И другое. К сожалению, это ужасные переживания, ужасный опыт. Это та лекция, о которой я упоминал. Лекция для аспирантов, ординаторов, в аудитории человек двадцать – молодые люди, милые лица и так далее. Но когда я посмотрел, для меня это был тихий ужас. Это полностью отсутствующие лица, никакого выражения. Ну, хорошо. Может быть, это я их не вдохновляю. Они были веселые и живые, а потом я заговорил и усыпил их. Это было бы хорошо, тогда я понял бы, что есть эффект. [смех в аудитории] Но нет. Ничего. Абсолютно стеклянный, отсутствующий взгляд, абсолютная незаинтересованность, хотя никто их не гнал. Смотреть на потолок – это хотя бы occupation therapy – терапия занятостью, но и этого нет. Один из наших профессоров-психотерапевтов поделился впечатлениями от таких лекций. Тоже говорит: «Невозможно. Такие отсутствующие лица! Абсолютно тусклые глаза». Мне хотелось ему ответить, но я не успел, а самому себе это сказал. Это опять высказывание того классика, которого я не хотел бы цитировать. Это довольно известная фраза. Александр Александрович Фадеев, который долгое время был первым секретарем в Союзе советских писателей. У него с юности был ближайший друг, тоже писатель, Юрий Сергеевич Либединский (не Лебединский, а ЛИбединский. Фадеев первому ему эту историю и рассказал. Сталин вызвал Фадеева и что-то ему говорил о советских писателях: «Вот, товарищ Фадеев, как-то нехорошо получается… Литература у нас как-то не очень…До войны…, после войны» и так далее. А Фадеев, возьми и брякни: «Товарищ Сталин, хороших писателей, которые были раньше, уже нет. Сейчас уже другие писатели». А дальше идет историческая фраза: «Товарищ Фадеев, других писателей у меня для Вас нет. Работайте с теми, которые есть». [смех в аудитории] Так и здесь: «Других аспирантов у нас для вас нет. Работайте с теми аспирантами, которые есть».

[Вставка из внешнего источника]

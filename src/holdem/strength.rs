/// All 169 starting hand classes ordered by approximate preflop strength,
/// strongest first.
pub const HAND_RANKING: [&str; 169] = [
    "AA", "KK", "QQ", "AKs", "JJ", "AQs", "KQs", "AJs", "KJs", "TT", //
    "AKo", "ATs", "QJs", "KTs", "QTs", "JTs", "99", "AQo", "A9s", "KQo", //
    "K9s", "T9s", "J9s", "Q9s", "A8s", "88", "A5s", "A7s", "A4s", "A6s", //
    "A3s", "K8s", "T8s", "A2s", "98s", "J8s", "77", "Q8s", "K7s", "AJo", //
    "87s", "66", "K6s", "ATo", "97s", "76s", "T7s", "K5s", "55", "J7s", //
    "86s", "KJo", "65s", "Q7s", "K4s", "K3s", "K2s", "96s", "44", "QJo", //
    "75s", "54s", "A9o", "T6s", "KTo", "J6s", "Q6s", "33", "85s", "64s", //
    "QTo", "22", "53s", "JTo", "K9o", "J9o", "T9o", "Q9o", "Q5s", "Q4s", //
    "Q3s", "Q2s", "74s", "43s", "A8o", "A5o", "A7o", "A4o", "A6o", "A3o", //
    "95s", "63s", "A2o", "J5s", "J4s", "J3s", "J2s", "52s", "84s", "42s", //
    "T8o", "98o", "J8o", "Q8o", "73s", "87o", "32s", "T5s", "T4s", "T3s", //
    "T2s", "62s", "97o", "76o", "K8o", "86o", "65o", "94s", "93s", "92s", //
    "T7o", "54o", "83s", "75o", "82s", "K7o", "K6o", "72s", "96o", "J7o", //
    "K5o", "T6o", "K4o", "K3o", "K2o", "85o", "Q7o", "64o", "53o", "J6o", //
    "Q6o", "Q5o", "Q4o", "Q3o", "Q2o", "74o", "43o", "95o", "63o", "84o", //
    "42o", "T5o", "T4o", "T3o", "T2o", "52o", "J5o", "J4o", "J3o", "J2o", //
    "73o", "32o", "62o", "94o", "93o", "92o", "83o", "82o", "72o",
];

/// Position of a hand class in `HAND_RANKING`. Anything that isn't in
/// the table gets `HAND_RANKING.len()` so it sorts after every real class.
///
/// ```
/// use rs_gto::holdem::strength_index;
///
/// assert_eq!(0, strength_index("AA"));
/// assert_eq!(168, strength_index("72o"));
/// assert_eq!(169, strength_index("nope"));
/// ```
pub fn strength_index(hand: &str) -> usize {
    HAND_RANKING
        .iter()
        .position(|&h| h == hand)
        .unwrap_or(HAND_RANKING.len())
}
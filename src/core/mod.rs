//! This is the core module. It exports the non-holdem
//! related code.

/// card.rs has value and suit.
mod card;
/// Re-export Card, Value, and Suit
pub use self::card::{Card, Suit, Value, parse_board};

/// Error type shared by everything in the crate.
mod error;
pub use self::error::GtoError;

/// Set of cards packed into a u64.
mod card_bit_set;
pub use self::card_bit_set::{CardBitSet, CardBitSetIter};

/// We want to be able to iterate over five card hands.
mod card_iter;
/// Make that functionality public.
pub use self::card_iter::CardIter;

/// Deck is the normal 52 card deck.
mod deck;
/// Export `Deck`
pub use self::deck::Deck;

/// 5 Card hand ranking code.
mod rank;
/// Export the trait and the results.
pub use self::rank::{HandCategory, HandResult, Rankable};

То же и с фармацевтическими фирмами. Такова ситуация. Все ими захвачено. Иногда просто анекдотические случаи. Какой-то конгресс, по психиатрии, по неврологии или что-то другое. И вот в рамках конгресса проводятся так называемые сателлитные симпозиумы: один организует одна фирма, другой – другая. Снимают какие-то особняки, все по высшему, так сказать, разряду. И там, допустим, рассказывается о трех препаратах. Предположим, А, Б и В. В одном месте ты слышишь про эти препараты у депрессивных больных: первый – красный столбик, второй – синий столбик и так далее; всюду красный столбик достоверно – «звездочка» стоит – выше, чем синий столбик. Приходишь через два часа в другую аудиторию: эти же препараты, такие же больные, но всюду синие столбики выше красных. [смех в аудитории] Нет, это же правда! Это же абсолютная правда. А приходишь в третье место, так красный и синий пониже, а какой-то малоизвестный зеленый… [смех в аудитории] Тогда понимаешь вопрос эстонских коллег: «А на кого он работает?»
Нет оснований полагать, что кто-то мухлюет, обманывает, что нарочно подтасовали какие-то данные. Это психология… Он скатался в Сингапур [смех в аудитории], будет свинством, если он мало скажет об этом препарате… Такова психология… Поэтому в этих условиях что-то выяснить очень трудно… Клиницисты иногда любят говорить: «Мой опыт показывает…», – это надо с выражением говорить [смех в аудитории], нет, кроме шуток, я ничего не утрирую, – «Мой опыт показывает, что красный препарат лучше синего». Хорошо, я Вам верю. «И поэтому для меня сомнений нет, я буду лечить красным». [шепотом] А сколько у него больных?.. Семь?.. Восемь?.. Двенадцать?.. Но статистика требует не восемь, а восемь тысяч! Мы же толком не знаем, что за восемь больных у него было… Это же не значит, что мы должны принимать их за основу, – должны быть какие-то суммарные данные. А суммарные данные понятно, какие будут – я уже сказал про красные и синие столбики.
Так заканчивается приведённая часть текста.